Know your limits

Whenever I ask the wonderful people I work with about their thoughts on limits, I receive a consistent response: “Don’t limit yourself!” “The sky is the limit!” “Limits are only real if you make them real!” These clichéd answers highlight one thing quite effectively: we have a rather convoluted relationship with limits.

We tend to avoid them as if they were kryptonite to Superman. Limits, as we are often taught, are seen as obstacles working against us and are thought to be meant only for the weak. This is yet another symptom of the “hustle culture” that has amplified this perception. Admitting to limits has become taboo. Our understanding of growth is greatly hindered by this mindset. We falsely believe that growth must be infinite, and we must constantly push our limits further and further.

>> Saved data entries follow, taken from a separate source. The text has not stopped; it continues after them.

impl FilmStorage for SqliteFilmStorage {
    fn find_all(&self) -> Result<Vec<Film>> {
        let conn = self.db.lock()?;
        let films = ids(&conn, "SELECT film_id FROM films ORDER BY film_id", [])?
            .into_iter()
            .map(|id| load_film(&conn, id))
            .collect::<Result<Vec<_>>>()?;
        debug!(size = films.len(), "Films listed");
        Ok(films)
    }

    fn add(&self, film: Film) -> Result<Film> {
        let film = normalize_film(film).map_err(|err| {
            warn!(%err, "Film rejected");
            err
        })?;
        let mut conn = self.db.lock()?;
        let tx = conn.transaction()?;
        let id = next_id(&tx, "films", "film_id")?;
        tx.execute(
            "INSERT INTO films (film_id, film_name, description, release_date, duration) VALUES (?1, ?2, ?3, ?4, ?5)",
            params![id, film.name, film.description, film.release_date, film.duration],
        )?;
        link_mpa(&tx, id, film.mpa.id)?;
        link_genres(&tx, id, &film.genres)?;
        let film = load_film(&tx, id)?;
        tx.commit()?;
        debug!(film_id = id, "Film added");
        Ok(film)
    }

    fn update(&self, film: Film) -> Result<Film> {
        let film = normalize_film(film).map_err(|err| {
            warn!(%err, "Film update rejected");
            err
        })?;
        let mut conn = self.db.lock()?;
        let tx = conn.transaction()?;
        let updated = tx.execute(
            "UPDATE films SET film_name = ?1, description = ?2, release_date = ?3, duration = ?4 WHERE film_id = ?5",
            params![film.name, film.description, film.release_date, film.duration, film.id],
        )?;
        if updated == 0 {
            return Err(StorageError::film(film.id));
        }
        link_mpa(&tx, film.id, film.mpa.id)?;
        tx.execute("DELETE FROM film_genres WHERE film_id = ?1", [film.id])?;
        link_genres(&tx, film.id, &film.genres)?;
        let film = load_film(&tx, film.id)?;
        tx.commit()?;
        debug!(film_id = film.id, "Film updated");
        Ok(film)
    }

    fn find_by_id(&self, id: Id) -> Result<Film> {
        let conn = self.db.lock()?;
        load_film(&conn, id)
    }

    fn put_like(&self, film_id: Id, user_id: Id) -> Result<Film> {
        let conn = self.db.lock()?;
        if !exists(&conn, FILM_EXISTS, film_id)? {
            return Err(StorageError::film(film_id));
        }
        if !exists(&conn, USER_EXISTS, user_id)? {
            return Err(StorageError::Operation(format!(
                "cannot like film {film_id}: user {user_id} does not exist"
            )));
        }
        conn.execute(
            "INSERT OR IGNORE INTO likes (film_id, user_id) VALUES (?1, ?2)",
            params![film_id, user_id],
        )?;
        debug!(film_id, user_id, "Like added");
        load_film(&conn, film_id)
    }

    fn delete_like(&self, film_id: Id, user_id: Id) -> Result<Film> {
        let conn = self.db.lock()?;
        if !exists(&conn, FILM_EXISTS, film_id)? {
            return Err(StorageError::film(film_id));
        }
        let deleted = conn.execute(
            "DELETE FROM likes WHERE film_id = ?1 AND user_id = ?2",
            params![film_id, user_id],
        )?;
        if deleted == 0 {
            return Err(StorageError::Operation(format!(
                "user {user_id} has not liked film {film_id}"
            )));
        }
        debug!(film_id, user_id, "Like removed");
        load_film(&conn, film_id)
    }

    fn find_best(&self, count: usize) -> Result<Vec<Film>> {
        let conn = self.db.lock()?;
        debug!(count, "Ranking popular films");
        let limit = i64::try_from(count).unwrap_or(i64::MAX);
        ids(
            &conn,
            "SELECT f.film_id FROM films f LEFT JOIN likes l ON f.film_id = l.film_id \
             GROUP BY f.film_id ORDER BY COUNT(l.user_id) DESC, f.film_id LIMIT ?1",
            [limit],
        )?
        .into_iter()
        .map(|id| load_film(&conn, id))
        .collect()
    }
}

pub struct SqliteUserStorage {
    db: SqliteDb,
}

impl SqliteUserStorage {
    pub fn new(db: SqliteDb) -> Self {
        Self { db }
    }
}

impl UserStorage for SqliteUserStorage {
    fn find_all(&self) -> Result<Vec<User>> {
        let conn = self.db.lock()?;
        let users = load_users(&conn, ids(&conn, "SELECT user_id FROM users ORDER BY user_id", [])?)?;
        debug!(size = users.len(), "Users listed");
        Ok(users)
    }

    fn create(&self, user: User) -> Result<User> {
        let user = normalize_user(user).map_err(|err| {
            warn!(%err, "User rejected");
            err
        })?;
        let mut conn = self.db.lock()?;
        let tx = conn.transaction()?;
        let id = next_id(&tx, "users", "user_id")?;
        tx.execute(
            "INSERT INTO users (user_id, user_email, user_login, user_name, birthday) VALUES (?1, ?2, ?3, ?4, ?5)",
            params![id, user.email, user.login, user.name, user.birthday],
        )?;
        let user = load_user(&tx, id)?;
        tx.commit()?;
        debug!(user_id = id, "User created");
        Ok(user)
    }

    fn update(&self, user: User) -> Result<User> {
        let user = normalize_user(user).map_err(|err| {
            warn!(%err, "User update rejected");
            err
        })?;
        let conn = self.db.lock()?;
        let updated = conn.execute(
            "UPDATE users SET user_email = ?1, user_login = ?2, user_name = ?3, birthday = ?4 WHERE user_id = ?5",
            params![user.email, user.login, user.name, user.birthday, user.id],
        )?;
        if updated == 0 {
            return Err(StorageError::user(user.id));
        }
        debug!(user_id = user.id, "User updated");
        load_user(&conn, user.id)
    }

    fn find_by_id(&self, id: Id) -> Result<User> {
        let conn = self.db.lock()?;
        load_user(&conn, id)
    }

    fn add_friend(&self, user_id: Id, friend_id: Id) -> Result<User> {
        let mut conn = self.db.lock()?;
        let tx = conn.transaction()?;
        require_user(&tx, user_id)?;
        require_user(&tx, friend_id)?;
        check_friendship(user_id, friend_id)?;
        let existing: bool = tx.query_row(
            "SELECT EXISTS(SELECT 1 FROM friends WHERE user_id = ?1 AND friend_id = ?2)",
            params![user_id, friend_id],
            |row| row.get(0),
        )?;
        if existing {
            return Err(StorageError::Conflict(format!(
                "user {user_id} has already added user {friend_id} as a friend"
            )));
        }
        let status = FriendStatus::Unconfirmed.as_str();
        let mut insert = tx.prepare("INSERT INTO friends (user_id, friend_id, friend_status) VALUES (?1, ?2, ?3)")?;
        insert.execute(params![user_id, friend_id, status])?;
        insert.execute(params![friend_id, user_id, status])?;
        drop(insert);
        let user = load_user(&tx, user_id)?;
        tx.commit()?;
        debug!(user_id, friend_id, "Friend added");
        Ok(user)
    }

    fn delete_friend(&self, user_id: Id, friend_id: Id) -> Result<User> {
        let conn = self.db.lock()?;
        require_user(&conn, user_id)?;
        require_user(&conn, friend_id)?;
        let deleted = conn.execute(
            "DELETE FROM friends WHERE (user_id = ?1 AND friend_id = ?2) OR (user_id = ?2 AND friend_id = ?1)",
            params![user_id, friend_id],
        )?;
        if deleted == 0 {
            return Err(StorageError::Operation(format!(
                "users {user_id} and {friend_id} are not friends"
            )));
        }
        debug!(user_id, friend_id, "Friend removed");
        load_user(&conn, user_id)
    }

    fn friends(&self, user_id: Id) -> Result<Vec<User>> {
        let conn = self.db.lock()?;
        require_user(&conn, user_id)?;
        let ids = ids(&conn, "SELECT friend_id FROM friends WHERE user_id = ?1 ORDER BY friend_id", [user_id])?;
        debug!(user_id, size = ids.len(), "Friends listed");
        load_users(&conn, ids)
    }

    fn common_friends(&self, user_id: Id, other_id: Id) -> Result<Vec<User>> {
        let conn = self.db.lock()?;
        require_user(&conn, user_id)?;
        require_user(&conn, other_id)?;
        let ids = ids(
            &conn,
            "SELECT f.friend_id FROM friends f \
             JOIN friends fw ON f.friend_id = fw.friend_id \
             WHERE f.user_id = ?1 AND fw.user_id = ?2 ORDER BY f.friend_id",
            params![user_id, other_id],
        )?;
        debug!(user_id, other_id, size = ids.len(), "Common friends listed");
        load_users(&conn, ids)
    }
}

If I look around, I see many victims of this notion – people who went above and beyond in their efforts to scale. They stretched themselves thin, resorted to unethical practices, and made decisions they typically wouldn’t. When I talk to them, I see their goodness, their passion, but their voices carry the undertone of compulsion. It’s then that I suggest, “Maybe you’ve exceeded your limits.” It’s not uncommon for people to feel offended.

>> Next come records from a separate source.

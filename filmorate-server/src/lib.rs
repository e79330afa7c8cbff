//! HTTP backend for films, users, likes and friendships.
//!
//! Request handlers live in [`routes`] and only talk to the storage traits in
//! [`storage`]. Which backing answers them (in-memory maps or SQLite tables)
//! is chosen once when the [`State`] is built.

pub mod config;
pub mod error;
pub mod friends;
pub mod popular;
pub mod routes;
pub mod storage;

use std::net::TcpListener;

use anyhow::Context;
use axum::Router;
use tracing::info;
use tracing_subscriber::EnvFilter;

use crate::storage::{FilmStorage, GenreStorage, MpaStorage, Storage, UserStorage};

#[derive(Clone)]
pub struct State {
    storage: Storage,
}

impl State {
    pub fn new(storage: Storage) -> Self {
        Self { storage }
    }
    pub fn films(&self) -> &dyn FilmStorage {
        self.storage.films.as_ref()
    }
    pub fn users(&self) -> &dyn UserStorage {
        self.storage.users.as_ref()
    }
    pub fn genres(&self) -> &dyn GenreStorage {
        self.storage.genres.as_ref()
    }
    pub fn mpa(&self) -> &dyn MpaStorage {
        self.storage.mpa.as_ref()
    }
}

pub fn app(state: State) -> Router {
    routes::router(state)
}

/// Serves the API on an already bound listener until the server stops.
pub async fn serve(listener: TcpListener, state: State) -> anyhow::Result<()> {
    let addr = listener.local_addr()?;
    listener.set_nonblocking(true)?;
    info!(%addr, "Listening");
    axum::Server::from_tcp(listener)
        .with_context(|| format!("Error serving on {addr}"))?
        .serve(app(state).into_make_service())
        .await?;
    Ok(())
}

pub fn setup_tracing() {
    tracing_subscriber::fmt()
        .with_env_filter(
            EnvFilter::try_from_default_env().unwrap_or_else(|_| EnvFilter::new("filmorate_server=info")),
        )
        .with_target(false)
        .compact()
        .init();
}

To those who believe in a ‘no-limit’ approach, suggesting they might have limits sounds downright insulting. That’s when I ask them to show me a single tree, plant, or animal on Earth that’s growing limitlessly. They can’t. Yet, for some reason, they think human beings should be exempt from such a rule. We’re not.

It’s a scientific principle that everything has a natural limit. There’s a threshold in every living thing at which the system’s efficiency starts to plateau and even decline. Ignoring this threshold puts the entire organism at risk of collapse. A tree that grows too tall will break. A bird that’s too heavy can’t fly. Some might argue that a tree could grow a wider trunk and a bird could develop stronger wings.

However, this is precisely where the breaking point comes into play. Growing a wider trunk and stronger wings requires disproportionately intense investments with returns close to zero.

Building a business is akin to growing a tree or flying an airplane. First, there’s the takeoff phase, requiring immense energy. Then, there’s the energy-intensive climb. Here’s where it gets interesting. Any airplane reaches a point called the “cruising altitude.” This is when things become safer, calmer, better, and more efficient. 

Once you’re at this altitude, whether you’re flying an airplane or running a business, things begin to glide and become effortless. You’re operating within the zone of maximum efficiency, and any investment you make yields the best possible result. Going higher or lower would compromise this reality.

Yet, those who deny the existence of limits think they can keep climbing. What happens to them is like what happens to an airplane: the air gets thinner, more power is required to stay afloat, everyone must remain vigilant, and eventually, the plane can’t ascend further, regardless of how hard they pull at the yoke. This creates an atmosphere of stress and frustration. Your business doesn’t level out; the engines struggle, and the more you invest, the less you get in return.

What does this mean? 

Take a hard look at your organization and identify the built-in limits early on.

Determine how far you can grow without compromising the value you offer. 

Recognize when your growth is likely to plateau and become a hindrance to your mission.

Identify the resources that will eventually lose efficiency if pushed too far. 

What are the “non-replaceables” in your business that are essential to creating value?

In my case, it was clear: I had considered training other coaches to expand my business, but I realized early on that the value of my business is tied to me. My message delivery holds all the relevance, and I am the natural limit. Training and hiring other coaches would have taken my plane into air too thin to navigate. It takes great courage to acknowledge your limits and even more to act accordingly.

Drawing a line that you shall not cross is the ultimate form of self-discipline. It’s what we owe to ourselves and the people who support us.

Happiness in business hinges on our ability to glide effortlessly. Work should not be toil. Reject the idea of an eternal climb and struggle. Find your altitude, level out, sit back, and do your thing!